Via Slashdot, I came across The Puzzle of Japanese Web Design.
With respect to clarity, simplicity, and boldness of line, the Japanese have been a thousand years ahead of us in fine art and graphic design. Our best painters learned minimalism, cartooning, and much else from the Japanese during the “Orientalism” period of the late 19th century. Before that, western fine art was judged in part on its complexity and detail. And our posters and advertisements! Don’t ask.
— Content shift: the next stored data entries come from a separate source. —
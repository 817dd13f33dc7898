//! # UI Error Type
//!
//! What a screen shows when something fails.
//!
//! ## Error Handling Strategy
//! ```text
//! ┌─────────────────────────────────────────────────────────────────────────┐
//! │                    Error Flow in Findly                                 │
//! │                                                                         │
//! │  State holder call                                                      │
//! │         │                                                               │
//! │         ▼                                                               │
//! │  Transport failure? ─── ClientError::ConnectionFailed ──┐              │
//! │         │                                               │              │
//! │         ▼                                               ▼              │
//! │  401? ──────────────── ClientError::Unauthorized ──── UiError ───────► │
//! │         │                                               ▲   view.error │
//! │         ▼                                               │              │
//! │  Local check failed? ── CoreError / ValidationError ────┘              │
//! └─────────────────────────────────────────────────────────────────────────┘
//! ```
//!
//! Raw transport and decoding details are logged, never shown.

use serde::Serialize;

use findly_client::ClientError;
use findly_core::{CoreError, ValidationError};

/// Error surfaced on a view.
///
/// ## Serialization
/// ```json
/// {
///   "code": "REJECTED",
///   "message": "Wrong login or password"
/// }
/// ```
#[derive(Debug, Clone, PartialEq, Eq, Serialize)]
#[serde(rename_all = "camelCase")]
pub struct UiError {
    /// Machine-readable error code for programmatic handling
    pub code: ErrorCode,

    /// Human-readable error message for display
    pub message: String,
}

/// Error codes for views.
#[derive(Debug, Clone, Copy, PartialEq, Eq, Serialize)]
#[serde(rename_all = "SCREAMING_SNAKE_CASE")]
pub enum ErrorCode {
    /// Server unreachable or timed out
    Network,

    /// Server answered 401; the session is gone
    Unauthorized,

    /// Input rejected locally
    Validation,

    /// Server answered with another non-2xx status
    Rejected,

    /// Action needs a signed-in user
    AuthRequired,

    /// Anything else
    Internal,
}

impl UiError {
    pub fn new(code: ErrorCode, message: impl Into<String>) -> Self {
        UiError {
            code,
            message: message.into(),
        }
    }

    pub fn validation(message: impl Into<String>) -> Self {
        UiError::new(ErrorCode::Validation, message)
    }

    pub fn internal(message: impl Into<String>) -> Self {
        UiError::new(ErrorCode::Internal, message)
    }

    pub fn auth_required() -> Self {
        UiError::from(CoreError::AuthRequired)
    }
}

impl From<ClientError> for UiError {
    fn from(err: ClientError) -> Self {
        match err {
            ClientError::ConnectionFailed(e) => {
                tracing::warn!("API unreachable: {}", e);
                UiError::new(ErrorCode::Network, "Could not reach the server")
            }
            ClientError::Timeout => UiError::new(ErrorCode::Network, "The server took too long to answer"),
            ClientError::Unauthorized => {
                UiError::new(ErrorCode::Unauthorized, "Session expired, please sign in again")
            }
            ClientError::Rejected { status, message } => {
                let message = if message.is_empty() {
                    format!("Request failed ({})", status)
                } else {
                    message
                };
                UiError::new(ErrorCode::Rejected, message)
            }
            ClientError::DeserializationFailed(e) => {
                // Log the actual error but return a generic message
                tracing::error!("Unexpected API response: {}", e);
                UiError::internal("Unexpected server response")
            }
            ClientError::TokenStore(e) => {
                tracing::error!("Token store failed: {}", e);
                UiError::internal("Could not save your sign-in")
            }
            ClientError::Validation(e) => UiError::validation(e.to_string()),
            err @ (ClientError::InvalidConfig(_)
            | ClientError::InvalidUrl(_)
            | ClientError::ConfigLoadFailed(_)
            | ClientError::ConfigSaveFailed(_)) => {
                tracing::error!("Client misconfigured: {}", err);
                UiError::internal(err.to_string())
            }
        }
    }
}

impl From<CoreError> for UiError {
    fn from(err: CoreError) -> Self {
        match err {
            CoreError::AuthRequired => UiError::new(ErrorCode::AuthRequired, err.to_string()),
            CoreError::Validation(e) => UiError::validation(e.to_string()),
            CoreError::OfferNotFound(_)
            | CoreError::FavoriteNotFound(_)
            | CoreError::NoPendingPriceAlert => UiError::internal(err.to_string()),
        }
    }
}

impl From<ValidationError> for UiError {
    fn from(err: ValidationError) -> Self {
        UiError::validation(err.to_string())
    }
}

impl std::fmt::Display for UiError {
    fn fmt(&self, f: &mut std::fmt::Formatter<'_>) -> std::fmt::Result {
        write!(f, "[{:?}] {}", self.code, self.message)
    }
}

impl std::error::Error for UiError {}

#[cfg(test)]
mod tests {
    use super::*;

    #[test]
    fn test_client_errors_map_to_codes() {
        let err = UiError::from(ClientError::ConnectionFailed("tcp reset by 10.0.2.2".into()));
        assert_eq!(err.code, ErrorCode::Network);
        assert!(!err.message.contains("10.0.2.2"));

        let err = UiError::from(ClientError::Rejected {
            status: 409,
            message: "Login already taken".into(),
        });
        assert_eq!(err.code, ErrorCode::Rejected);
        assert_eq!(err.message, "Login already taken");

        let err = UiError::from(ClientError::Rejected {
            status: 502,
            message: String::new(),
        });
        assert_eq!(err.message, "Request failed (502)");

        assert_eq!(UiError::from(ClientError::Unauthorized).code, ErrorCode::Unauthorized);
    }

    #[test]
    fn test_core_errors_map_to_codes() {
        assert_eq!(UiError::auth_required().code, ErrorCode::AuthRequired);

        let err = UiError::from(ValidationError::MustBePositive {
            field: "price".into(),
        });
        assert_eq!(err.code, ErrorCode::Validation);
        assert_eq!(err.message, "price must be positive");
    }

    #[test]
    fn test_serializes_screaming_code() {
        let json = serde_json::to_value(UiError::auth_required()).unwrap();
        assert_eq!(json["code"], "AUTH_REQUIRED");
    }
}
Following that simplistic, stereotyping, jingoistic "us vs them" nonsense, there's a bizarre bit about chopsticks that somehow mistakes cheap, ugly, scrap-wood waribashi disposable chopsticks as the only form of chopsticks in Japan. It's really unrelated, but I can't resist:
Even the way the Japanese design chopsticks reveals this genius for simplicity coupled with a reverence for the natural world. Your Chinese chopstick is all lathe work. It’s about the gloriously smooth finish of the stick. Chinese chopsticks are miniature masterpieces that we tragically toss away after a single use. But they are masterpieces of human skill.
In contrast, the Japanese don’t change the shape of the wood. They simply put a small crack in one side—just enough that you can snap it like a wishbone when you’re ready to use the chopsticks. The Chinese chopstick is about Man and His Craft. The Japanese chopstick is about the sacred, ephemeral beauty of the revealed world.
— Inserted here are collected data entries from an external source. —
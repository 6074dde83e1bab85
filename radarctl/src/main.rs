//! Main driver, dispatching to the sub-commands.
//!
//! `scan` prints a table of what is overhead right now.  `watch` and `track`
//! run a poll loop in a worker thread and print one JSON line per transition
//! event until interrupted.
//!

use std::sync::atomic::AtomicBool;
use std::sync::{mpsc, Arc};
use std::thread;
use std::time::Duration;

use clap::{crate_authors, crate_version, Parser};
use eyre::{eyre, Result};
use tabled::settings::Style;
use tabled::{Table, Tabled};
use tracing::{info, trace};

use skywatch_common::{compass, init_logging, ConfigFile, GeoRef};
use skywatch_formats::AircraftState;
use skywatch_radar::{CycleReport, EventKind, PollLoop, PresenceTracker, TrackerMode};
use skywatch_sources::{
    location_string, IdentityFilter, ReverseGeo, RouteLookup, Site, Sources, SourcesConfig,
    StateFilter,
};

use crate::cli::{Opts, ScanOpts, SubCommand, TrackOpts, WatchOpts};

mod cli;

/// Binary name
pub const NAME: &str = env!("CARGO_BIN_NAME");
/// Binary version
pub const VERSION: &str = crate_version!();
/// Authors
pub const AUTHORS: &str = crate_authors!();

fn main() -> Result<()> {
    let opts = Opts::parse();

    let _guard = init_logging(NAME, opts.verbose, opts.debug, None)?;

    if opts.version {
        println!("{}", version());
        return Ok(());
    }

    match &opts.subcmd {
        SubCommand::Init => {
            let dir = ConfigFile::<SourcesConfig>::config_path();
            Sources::install_defaults(&dir)?;
            println!("default sources installed in {:?}", dir);
            Ok(())
        }
        SubCommand::List => {
            let cfg = Sources::load(opts.config.as_deref())?;
            println!("{}", cfg.list()?);
            Ok(())
        }
        SubCommand::Scan(sopts) => scan(&opts, sopts),
        SubCommand::Watch(wopts) => watch(&opts, wopts),
        SubCommand::Track(topts) => track(&opts, topts),
    }
}

/// Full version string
///
pub fn version() -> String {
    format!("{}/{} by {}", NAME, VERSION, AUTHORS)
}

/// Observer out of CLI options, range comes in km.
///
fn observer(lat: f64, lon: f64, range_km: f64) -> Result<GeoRef> {
    Ok(GeoRef::new(lat, lon, range_km * 1000.)?)
}

fn state_filter(sopts: &ScanOpts) -> StateFilter {
    StateFilter {
        ground_only: sopts.ground,
        airborne_only: sopts.airborne,
        interesting_only: sopts.interesting,
        military_only: sopts.military,
        emergency_only: sopts.emergency,
        squawk: sopts.squawk.clone(),
    }
}

/// One row of the `scan` table.
///
#[derive(Tabled)]
struct Overhead {
    #[tabled(rename = "ICAO")]
    icao: String,
    #[tabled(rename = "Callsign")]
    callsign: String,
    #[tabled(rename = "Reg")]
    registration: String,
    #[tabled(rename = "Alt (m)")]
    altitude: String,
    #[tabled(rename = "Dist (km)")]
    distance: String,
    #[tabled(rename = "Brng")]
    bearing: String,
    #[tabled(rename = "Spd (km/h)")]
    speed: String,
}

impl From<&AircraftState> for Overhead {
    fn from(ac: &AircraftState) -> Self {
        Overhead {
            icao: ac.icao.clone(),
            callsign: ac.callsign.clone(),
            registration: ac.registration.clone(),
            altitude: match ac.altitude() {
                Some(alt) => format!("{:.0}", alt),
                None => "-".to_owned(),
            },
            distance: match ac.distance {
                Some(d) => format!("{:.1}", d / 1000.),
                None => "-".to_owned(),
            },
            bearing: match ac.bearing {
                Some(b) => format!("{} ({:.0})", compass(b), b),
                None => "-".to_owned(),
            },
            speed: format!("{:.0}", ac.ground_speed),
        }
    }
}

/// Handle `scan`: one fetch, one table.
///
fn scan(opts: &Opts, sopts: &ScanOpts) -> Result<()> {
    trace!("scan");

    let cfg = Sources::load(opts.config.as_deref())?;
    let site = Site::load(&sopts.site, &cfg)?;
    let observer = observer(sopts.observer.lat, sopts.observer.lon, sopts.observer.range)?;

    let mut batch = site.fetch_in_area(&observer)?;
    state_filter(sopts).apply(&mut batch);
    info!("{} aircraft in range", batch.len());

    let rows = batch.iter().map(Overhead::from).collect::<Vec<_>>();
    let table = Table::new(rows).with(Style::rounded()).to_string();
    println!("{} aircraft within {} km:\n{}", batch.len(), sopts.observer.range, table);
    Ok(())
}

/// Wire TERM/INT to a flag, run the loop in a worker thread and print every
/// report from the channel.
///
fn run_loop(
    mut poll: PollLoop,
    mut on_report: impl FnMut(&CycleReport),
) -> Result<()> {
    let running = Arc::new(AtomicBool::new(true));
    for sig in signal_hook::consts::TERM_SIGNALS {
        signal_hook::flag::register(*sig, Arc::clone(&running))?;
    }

    let (tx, rx) = mpsc::channel();
    let flag = Arc::clone(&running);
    let worker = thread::spawn(move || poll.run(tx, flag));

    for report in rx.iter() {
        on_report(&report);
    }

    worker.join().map_err(|_| eyre!("poll loop panicked"))?;
    Ok(())
}

/// Handle `watch`: poll the area, print transitions as JSON lines.
///
fn watch(opts: &Opts, wopts: &WatchOpts) -> Result<()> {
    trace!("watch");

    let sopts = &wopts.scan;
    let cfg = Sources::load(opts.config.as_deref())?;
    let site = Site::load(&sopts.site, &cfg)?;
    let observer = observer(sopts.observer.lat, sopts.observer.lon, sopts.observer.range)?;

    let tracker = PresenceTracker::new(TrackerMode::Area).with_filter(state_filter(sopts));
    let poll = PollLoop::new(
        site,
        observer,
        tracker,
        Duration::from_secs(wopts.interval),
    );

    run_loop(poll, print_report)?;
    Ok(())
}

/// Handle `track`: follow one airframe, with optional enrichment.
///
fn track(opts: &Opts, topts: &TrackOpts) -> Result<()> {
    trace!("track");

    let filter = IdentityFilter {
        icao: topts.icao.clone(),
        registration: topts.reg.clone(),
        callsign: topts.call.clone(),
    };
    if filter.is_empty() {
        return Err(eyre!("give at least one of --icao, --reg or --call"));
    }

    let cfg = Sources::load(opts.config.as_deref())?;
    let site = Site::load(&topts.site, &cfg)?;
    let observer = observer(topts.observer.lat, topts.observer.lon, topts.observer.range)?;

    let tracker = PresenceTracker::new(TrackerMode::Identity);
    let poll = PollLoop::new(site, observer, tracker, Duration::from_secs(topts.interval))
        .with_target(filter);

    let geocoder = topts.geocode.then(ReverseGeo::new);
    let routes = topts.route.then(RouteLookup::new);

    run_loop(poll, move |report| {
        print_report(report);
        // enrich the present aircraft, best-effort
        let Some(present) = report
            .events
            .iter()
            .find(|e| e.kind == EventKind::Present)
        else {
            return;
        };
        let ac = &present.state;
        if let Some(geocoder) = &geocoder {
            let addr = match (ac.latitude, ac.longitude) {
                (Some(lat), Some(lon)) => geocoder.resolve(lat, lon),
                _ => None,
            };
            println!("# over {}", location_string(ac, addr.as_ref()));
        }
        if let Some(routes) = &routes {
            if let Some(info) = routes.flight_info(&ac.callsign) {
                println!(
                    "# route {} -> {}",
                    info.origin.as_deref().unwrap_or("?"),
                    info.destination.as_deref().unwrap_or("?")
                );
            }
        }
    })?;
    Ok(())
}

/// One JSON line per event, a comment line for the summary.
///
fn print_report(report: &CycleReport) {
    if !report.ok {
        println!(
            "# cycle at {} failed{}",
            report.at,
            if report.degraded { " (degraded: check credentials)" } else { "" }
        );
        return;
    }
    for ev in &report.events {
        if let Ok(line) = serde_json::to_string(ev) {
            println!("{}", line);
        }
    }
    match &report.summary.nearest {
        Some(near) => println!(
            "# {} aircraft, nearest {} at {:.1} km",
            report.summary.count,
            if near.callsign.is_empty() { &near.icao } else { &near.callsign },
            near.distance.unwrap_or(f64::NAN) / 1000.
        ),
        None => println!("# {} aircraft", report.summary.count),
    }
}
This guy's a hoot; it reads like a parody of culturologists, but I think he's serious!
Anyway, that's just a wacky tangent. The gist is this:
Given Japan’s world-leading preference for the boldly simple in the applied and graphic arts, it’s puzzling that so many Japanese website designs prize clutter over clarity.
All right. Yes, many Japanese websites are cluttered. I've certainly noticed it myself. And... so?
As I'd expect, the comments below the article are rife with chipped-in inanities about “Western” vs “Eastern” ways of thinking and “zen perspectives” and “contradictions” and "more is more" vs "less is more" and on and on...
Give me a break, people! There is no "contradiction", no "paradox", no "puzzle" here. The two-second answer to the whole "puzzle" raised by the article is this:
People making austere, elegant pieces of traditional artwork… and people making gaudy, cluttered web sites… are generally not the same people.
Boom. Solved. Aren't simple answers lovely?
A “puzzle” or "paradox" appears only when one adopts the silly delusion that a shared affiliation with a political entity (“country”) among multiple individuals should mystically create a shared sense of (among other things) aesthetics. But that delusion simply doesn’t mesh with reality.
Here's the truth in a nutshell: When reality conflicts with your preconceptions (like "aesthetics is a property of countries, not people!"), that doesn't mean you've found a "paradox". It means your preconceptions were wrong. That's all.
Yet as the linked page demonstrates, there's no doubt that the converse – "OMG everything's a paradox, at least if there's the name of a foreign nation attached to it!" – is so damned beloved out there. Why? That's the "paradox" paradox that always puzzles me.